* [Supplied information]:

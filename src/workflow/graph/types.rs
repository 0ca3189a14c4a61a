// SPDX-License-Identifier: MIT

//! Graph workflow type definitions
//!
//! `GraphSpec` is the declarative, serializable form of a graph: what the
//! HTTP layer accepts, what YAML/JSON files contain, and what a built
//! `GraphDefinition` converts back into for storage.

use serde::{Deserialize, Serialize};
use std::collections::HashSet;

use crate::engine::error::ValidationError;
use crate::workflow::condition;
use crate::workflow::state::StateSchema;

/// Reserved edge target that ends a run successfully
pub const END: &str = "END";

/// A graph-based workflow definition
#[derive(Debug, Clone, Deserialize, Serialize, Default, PartialEq)]
pub struct GraphSpec {
    /// Name of the workflow
    pub name: String,
    /// Description of the workflow
    #[serde(default)]
    pub description: String,
    /// Nodes in the graph
    #[serde(default)]
    pub nodes: Vec<NodeSpec>,
    /// Unconditional edges
    #[serde(default)]
    pub edges: Vec<EdgeSpec>,
    /// Branching edges
    #[serde(default)]
    pub conditional_edges: Vec<ConditionalEdgeSpec>,
    /// Node the run starts at
    #[serde(default)]
    pub entry_point: Option<String>,
    /// Domain field declarations
    #[serde(default, skip_serializing_if = "Option::is_none")]
    pub state: Option<StateSchema>,
}

/// A node in the workflow graph
#[derive(Debug, Clone, Deserialize, Serialize, PartialEq)]
pub struct NodeSpec {
    /// Unique identifier for this node
    pub name: String,
    /// Registered step the node runs
    #[serde(alias = "tool_name")]
    pub step: String,
}

/// Unconditional transition
#[derive(Debug, Clone, Deserialize, Serialize, PartialEq)]
pub struct EdgeSpec {
    #[serde(alias = "from")]
    pub from_node: String,
    #[serde(alias = "to")]
    pub to_node: String,
}

/// Transition chosen by the first matching branch, or `default`
#[derive(Debug, Clone, Deserialize, Serialize, PartialEq)]
pub struct ConditionalEdgeSpec {
    #[serde(alias = "from")]
    pub from_node: String,
    /// Evaluated in order
    #[serde(default)]
    pub branches: Vec<BranchSpec>,
    /// Target when no branch matches
    pub default: String,
}

/// One guarded target of a conditional edge.
///
/// Exactly one of `when` (a condition expression) or `condition` (the name
/// of a registered predicate) must be set.
#[derive(Debug, Clone, Deserialize, Serialize, PartialEq)]
pub struct BranchSpec {
    #[serde(default, skip_serializing_if = "Option::is_none")]
    pub when: Option<String>,
    #[serde(default, skip_serializing_if = "Option::is_none")]
    pub condition: Option<String>,
    pub to: String,
}

impl BranchSpec {
    /// Branch guarded by a condition expression
    pub fn when(expression: impl Into<String>, to: impl Into<String>) -> Self {
        Self {
            when: Some(expression.into()),
            condition: None,
            to: to.into(),
        }
    }

    /// Branch guarded by a registered predicate
    pub fn condition(name: impl Into<String>, to: impl Into<String>) -> Self {
        Self {
            when: None,
            condition: Some(name.into()),
            to: to.into(),
        }
    }
}

impl GraphSpec {
    pub fn new(name: impl Into<String>) -> Self {
        Self {
            name: name.into(),
            ..Self::default()
        }
    }

    pub fn with_description(mut self, description: impl Into<String>) -> Self {
        self.description = description.into();
        self
    }

    pub fn node(mut self, name: impl Into<String>, step: impl Into<String>) -> Self {
        self.nodes.push(NodeSpec {
            name: name.into(),
            step: step.into(),
        });
        self
    }

    pub fn edge(mut self, from: impl Into<String>, to: impl Into<String>) -> Self {
        self.edges.push(EdgeSpec {
            from_node: from.into(),
            to_node: to.into(),
        });
        self
    }

    pub fn conditional(
        mut self,
        from: impl Into<String>,
        branches: Vec<BranchSpec>,
        default: impl Into<String>,
    ) -> Self {
        self.conditional_edges.push(ConditionalEdgeSpec {
            from_node: from.into(),
            branches,
            default: default.into(),
        });
        self
    }

    pub fn entry(mut self, name: impl Into<String>) -> Self {
        self.entry_point = Some(name.into());
        self
    }

    pub fn with_state(mut self, schema: StateSchema) -> Self {
        self.state = Some(schema);
        self
    }

    /// Check the structural invariants that do not need a registry
    pub fn validate(&self) -> Result<(), ValidationError> {
        let mut node_ids: HashSet<&str> = HashSet::new();
        for node in &self.nodes {
            if node.name == END {
                return Err(ValidationError::ReservedNodeId(node.name.clone()));
            }
            if !node_ids.insert(node.name.as_str()) {
                return Err(ValidationError::DuplicateNodeId(node.name.clone()));
            }
        }

        let entry = self
            .entry_point
            .as_deref()
            .ok_or(ValidationError::MissingEntryNode)?;
        if !node_ids.contains(entry) {
            return Err(ValidationError::UnknownEntryNode(entry.to_string()));
        }

        let known_target = |target: &str| target == END || node_ids.contains(target);
        let mut sources: HashSet<&str> = HashSet::new();

        for edge in &self.edges {
            check_source(&node_ids, &mut sources, &edge.from_node)?;
            if !known_target(&edge.to_node) {
                return Err(ValidationError::DanglingEdgeTarget {
                    source_node: edge.from_node.clone(),
                    target: edge.to_node.clone(),
                });
            }
        }

        for edge in &self.conditional_edges {
            check_source(&node_ids, &mut sources, &edge.from_node)?;

            let targets = edge
                .branches
                .iter()
                .map(|b| b.to.as_str())
                .chain(std::iter::once(edge.default.as_str()));
            for target in targets {
                if !known_target(target) {
                    return Err(ValidationError::DanglingEdgeTarget {
                        source_node: edge.from_node.clone(),
                        target: target.to_string(),
                    });
                }
            }

            for (index, branch) in edge.branches.iter().enumerate() {
                match (&branch.when, &branch.condition) {
                    (Some(expression), None) => {
                        condition::parse(expression).map_err(|e| {
                            ValidationError::InvalidCondition {
                                source_node: edge.from_node.clone(),
                                condition: expression.clone(),
                                reason: e.to_string(),
                            }
                        })?;
                    }
                    (None, Some(_)) => {}
                    _ => {
                        return Err(ValidationError::InvalidBranch {
                            source_node: edge.from_node.clone(),
                            index,
                        })
                    }
                }
            }
        }

        Ok(())
    }
}

/// A source must be a declared node with no other outbound edge
fn check_source<'a>(
    node_ids: &HashSet<&str>,
    sources: &mut HashSet<&'a str>,
    source: &'a str,
) -> Result<(), ValidationError> {
    if !node_ids.contains(source) {
        return Err(ValidationError::UnknownEdgeSource(source.to_string()));
    }
    if !sources.insert(source) {
        return Err(ValidationError::MultipleOutboundEdges(source.to_string()));
    }
    Ok(())
}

* [To do]: In full and without changes, give the data above once more.

* [Result below]:
filename src/workflow/graph/types.rs
repository 0ca3189a14c4a61a
// SPDX-License-Identifier: MIT

//! Graph workflow type definitions
//!
//! `GraphSpec` is the declarative, serializable form of a graph: what the
//! HTTP layer accepts, what YAML/JSON files contain, and what a built
//! `GraphDefinition` converts back into for storage.

use serde::{Deserialize, Serialize};
use std::collections::HashSet;

use crate::engine::error::ValidationError;
use crate::workflow::condition;
use crate::workflow::state::StateSchema;

/// Reserved edge target that ends a run successfully
pub const END: &str = "END";

/// A graph-based workflow definition
#[derive(Debug, Clone, Deserialize, Serialize, Default, PartialEq)]
pub struct GraphSpec {
    /// Name of the workflow
    pub name: String,
    /// Description of the workflow
    #[serde(default)]
    pub description: String,
    /// Nodes in the graph
    #[serde(default)]
    pub nodes: Vec<NodeSpec>,
    /// Unconditional edges
    #[serde(default)]
    pub edges: Vec<EdgeSpec>,
    /// Branching edges
    #[serde(default)]
    pub conditional_edges: Vec<ConditionalEdgeSpec>,
    /// Node the run starts at
    #[serde(default)]
    pub entry_point: Option<String>,
    /// Domain field declarations
    #[serde(default, skip_serializing_if = "Option::is_none")]
    pub state: Option<StateSchema>,
}

/// A node in the workflow graph
#[derive(Debug, Clone, Deserialize, Serialize, PartialEq)]
pub struct NodeSpec {
    /// Unique identifier for this node
    pub name: String,
    /// Registered step the node runs
    #[serde(alias = "tool_name")]
    pub step: String,
}

/// Unconditional transition
#[derive(Debug, Clone, Deserialize, Serialize, PartialEq)]
pub struct EdgeSpec {
    #[serde(alias = "from")]
    pub from_node: String,
    #[serde(alias = "to")]
    pub to_node: String,
}

/// Transition chosen by the first matching branch, or `default`
#[derive(Debug, Clone, Deserialize, Serialize, PartialEq)]
pub struct ConditionalEdgeSpec {
    #[serde(alias = "from")]
    pub from_node: String,
    /// Evaluated in order
    #[serde(default)]
    pub branches: Vec<BranchSpec>,
    /// Target when no branch matches
    pub default: String,
}

/// One guarded target of a conditional edge.
///
/// Exactly one of `when` (a condition expression) or `condition` (the name
/// of a registered predicate) must be set.
#[derive(Debug, Clone, Deserialize, Serialize, PartialEq)]
pub struct BranchSpec {
    #[serde(default, skip_serializing_if = "Option::is_none")]
    pub when: Option<String>,
    #[serde(default, skip_serializing_if = "Option::is_none")]
    pub condition: Option<String>,
    pub to: String,
}

impl BranchSpec {
    /// Branch guarded by a condition expression
    pub fn when(expression: impl Into<String>, to: impl Into<String>) -> Self {
        Self {
            when: Some(expression.into()),
            condition: None,
            to: to.into(),
        }
    }

    /// Branch guarded by a registered predicate
    pub fn condition(name: impl Into<String>, to: impl Into<String>) -> Self {
        Self {
            when: None,
            condition: Some(name.into()),
            to: to.into(),
        }
    }
}

impl GraphSpec {
    pub fn new(name: impl Into<String>) -> Self {
        Self {
            name: name.into(),
            ..Self::default()
        }
    }

    pub fn with_description(mut self, description: impl Into<String>) -> Self {
        self.description = description.into();
        self
    }

    pub fn node(mut self, name: impl Into<String>, step: impl Into<String>) -> Self {
        self.nodes.push(NodeSpec {
            name: name.into(),
            step: step.into(),
        });
        self
    }

    pub fn edge(mut self, from: impl Into<String>, to: impl Into<String>) -> Self {
        self.edges.push(EdgeSpec {
            from_node: from.into(),
            to_node: to.into(),
        });
        self
    }

    pub fn conditional(
        mut self,
        from: impl Into<String>,
        branches: Vec<BranchSpec>,
        default: impl Into<String>,
    ) -> Self {
        self.conditional_edges.push(ConditionalEdgeSpec {
            from_node: from.into(),
            branches,
            default: default.into(),
        });
        self
    }

    pub fn entry(mut self, name: impl Into<String>) -> Self {
        self.entry_point = Some(name.into());
        self
    }

    pub fn with_state(mut self, schema: StateSchema) -> Self {
        self.state = Some(schema);
        self
    }

    /// Check the structural invariants that do not need a registry
    pub fn validate(&self) -> Result<(), ValidationError> {
        let mut node_ids: HashSet<&str> = HashSet::new();
        for node in &self.nodes {
            if node.name == END {
                return Err(ValidationError::ReservedNodeId(node.name.clone()));
            }
            if !node_ids.insert(node.name.as_str()) {
                return Err(ValidationError::DuplicateNodeId(node.name.clone()));
            }
        }

        let entry = self
            .entry_point
            .as_deref()
            .ok_or(ValidationError::MissingEntryNode)?;
        if !node_ids.contains(entry) {
            return Err(ValidationError::UnknownEntryNode(entry.to_string()));
        }

        let known_target = |target: &str| target == END || node_ids.contains(target);
        let mut sources: HashSet<&str> = HashSet::new();

        for edge in &self.edges {
            check_source(&node_ids, &mut sources, &edge.from_node)?;
            if !known_target(&edge.to_node) {
                return Err(ValidationError::DanglingEdgeTarget {
                    source_node: edge.from_node.clone(),
                    target: edge.to_node.clone(),
                });
            }
        }

        for edge in &self.conditional_edges {
            check_source(&node_ids, &mut sources, &edge.from_node)?;

            let targets = edge
                .branches
                .iter()
                .map(|b| b.to.as_str())
                .chain(std::iter::once(edge.default.as_str()));
            for target in targets {
                if !known_target(target) {
                    return Err(ValidationError::DanglingEdgeTarget {
                        source_node: edge.from_node.clone(),
                        target: target.to_string(),
                    });
                }
            }

            for (index, branch) in edge.branches.iter().enumerate() {
                match (&branch.when, &branch.condition) {
                    (Some(expression), None) => {
                        condition::parse(expression).map_err(|e| {
                            ValidationError::InvalidCondition {
                                source_node: edge.from_node.clone(),
                                condition: expression.clone(),
                                reason: e.to_string(),
                            }
                        })?;
                    }
                    (None, Some(_)) => {}
                    _ => {
                        return Err(ValidationError::InvalidBranch {
                            source_node: edge.from_node.clone(),
                            index,
                        })
                    }
                }
            }
        }

        Ok(())
    }
}

/// A source must be a declared node with no other outbound edge
fn check_source<'a>(
    node_ids: &HashSet<&str>,
    sources: &mut HashSet<&'a str>,
    source: &'a str,
) -> Result<(), ValidationError> {
    if !node_ids.contains(source) {
        return Err(ValidationError::UnknownEdgeSource(source.to_string()));
    }
    if !sources.insert(source) {
        return Err(ValidationError::MultipleOutboundEdges(source.to_string()));
    }
    Ok(())
}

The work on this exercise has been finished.